Zulip Chat Archive

Stream: new members

Topic: a problem

tsuki hao (Jul 16 2023 at 01:29):

import Mathlib.Tactic
import Mathlib.Data.Real.Basic

example (h : a ≤ b) : log (1 + exp a) ≤ log (1 + exp b) := by
  have h₀ : 0 < 1 +exp a :=by sorry
  have h₁ : 0 < 1 +exp b :=by sorry
  apply (log_le_log h₀ h₁).mpr
  sorry

Does anyone know how to complete this code？

Kevin Buzzard (Jul 16 2023 at 01:33):

I would guess that there will be a lemma called something like docs#Real.exp_pos which might help?

Jeremy Tan (Jul 16 2023 at 01:49):

import Mathlib.Analysis.SpecialFunctions.Log.Basic

namespace Real

variable {x y : ℝ}

example (h : x < y) : log (1 + exp x) < log (1 + exp y) := by
  have ha : 0 < 1 + exp x := by positivity
  have hb : 0 < 1 + exp y := by positivity
  apply (strictMonoOn_log.lt_iff_lt ha hb).mpr
  simpa

end Real

Jeremy Tan (Jul 16 2023 at 01:53):

One-liner:

import Mathlib.Analysis.SpecialFunctions.Log.Basic

namespace Real

variable {x y : ℝ}

example (h : x < y) : log (1 + exp x) < log (1 + exp y) :=
  log_lt_log (by positivity) (by simpa)

end Real

Jeremy Tan (Jul 16 2023 at 02:02):

In mathlib, to cut down on variable use and generalise, your theorem would be written like this:

import Mathlib.Analysis.SpecialFunctions.Log.Basic

namespace Real

theorem strictMono_softplus : StrictMono fun x => log (1 + exp x) := by
  unfold StrictMono
  intros
  exact log_lt_log (by positivity) (by simpa)

end Real

Heather Macbeth (Jul 16 2023 at 02:13):

Come on @Kevin Buzzard @Jeremy Tan, this is not the modern way to do this!

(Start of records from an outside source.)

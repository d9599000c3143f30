use thiserror::Error;

#[derive(Error, Debug)]
pub enum PushError {
    #[error("Configuration error: {0}")]
    Config(#[from] config::ConfigError),

    #[error("Channel settings mismatch: expected {expected}, got {got}")]
    ChannelSettingsMismatch {
        expected: &'static str,
        got: &'static str,
    },

    #[error("Invalid device token: {0}")]
    InvalidDeviceToken(String),

    #[error("Payload serialization failed: {0}")]
    Payload(#[from] serde_json::Error),

    #[error("Payload of {0} bytes exceeds the gateway limit")]
    PayloadTooLarge(usize),

    #[error("Feedback cycle failed: {0}")]
    Feedback(String),

    #[error("I/O error: {0}")]
    Io(#[from] std::io::Error),

    #[error("Notification queue is full")]
    QueueFull,

    #[error("Service has been disposed")]
    Disposed,

    #[error("Operation cancelled")]
    Cancelled,
}

impl PushError {
    /// Whether this error is a cancellation observed during shutdown,
    /// which is reported at debug level rather than as a service exception.
    pub fn is_cancelled(&self) -> bool {
        matches!(self, PushError::Cancelled)
    }
}

pub type Result<T> = std::result::Result<T, PushError>;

import Mathlib.Analysis.SpecialFunctions.Log.Basic

open Real

-- missing `gcongr` lemmas
alias log_le_log ↔ _ log_le_log_of_le
alias exp_le_exp ↔ _ exp_le_exp_of_le
attribute [gcongr] log_le_log_of_le exp_le_exp_of_le

example (h : a ≤ b) : log (1 + exp a) ≤ log (1 + exp b) := by gcongr

Jeremy Tan (Jul 16 2023 at 02:14):

The newcomer probably doesn't know what gcongr does

Heather Macbeth (Jul 16 2023 at 02:15):

example (h : a ≤ b) : log (1 + exp a) ≤ log (1 + exp b) := by rel [h]

if you prefer. If you can understand rw then you can understand gcongr.

tsuki hao (Jul 16 2023 at 02:32):

Thank you all for your help, I can now solve this problem!

tsuki hao (Jul 17 2023 at 02:37):

import Mathlib.Tactic
import Mathlib.Data.Real.Basic
import Mathlib.Data.Nat.Prime

open Real

namespace S04

variable (x y : ℝ)
example  {x y :ℝ} (h₀ : x ≤ y) (h₁ : ¬ y ≤ x) : x ≤ y ∧ x ≠ y := by
  constructor
  · assumption
  intro h
  apply h₁
  rw[h]

Does anyone know why I wrote this wrong?

Scott Morrison (Jul 17 2023 at 03:45):

@tsuki hao, that seems fine to me. Can you explain why you think something is wrong?

tsuki hao (Jul 17 2023 at 03:48):

Scott Morrison said:

tsuki hao, that seems fine to me. Can you explain why you think something is wrong?

I'm sorry this is my problem, there is an error in another part.

tsuki hao (Jul 17 2023 at 03:51):

variable (x : ℕ)
theorem convergesTo_const (a : ℝ) : ConvergesTo (fun x : ℕ ↦ a) a := by
  intro ε εpos
  use 0
  intro n nge
  rw [sub_self, abs_zero]
  apply εpos

Can I ask why this gives 'tactic 'introN' failed' error

Scott Morrison (Jul 17 2023 at 04:53):

#mwe, please! :-)

tsuki hao (Jul 17 2023 at 06:01):

Scott Morrison said:

#mwe, please! :-)

import Mathlib.Tactic
import Mathlib.Data.Real.Basic
open Real

def ConvergesTo (s : ℕ → ℝ) (a : ℝ) := ∀ ε > 0, ∃ N ,∀ n ≥ N, |s n - a|< ε

variable (x : ℕ)
theorem convergesTo_const (a : ℝ) : ConvergesTo (fun x : ℕ ↦ a) a := by
  intro ε εpos
  use 0
  intro n nge
  rw [sub_self, abs_zero]
  apply εpos

Sorry, and can I ask what it mean by use 0 here

Kevin Buzzard (Jul 17 2023 at 06:25):

If your goal is an exists (there exists an X such that blah(X)) then use 0 is the claim that X=0 works so your goal changes to blah(0). Note that it can turn true goals into false ones if used incorrectly.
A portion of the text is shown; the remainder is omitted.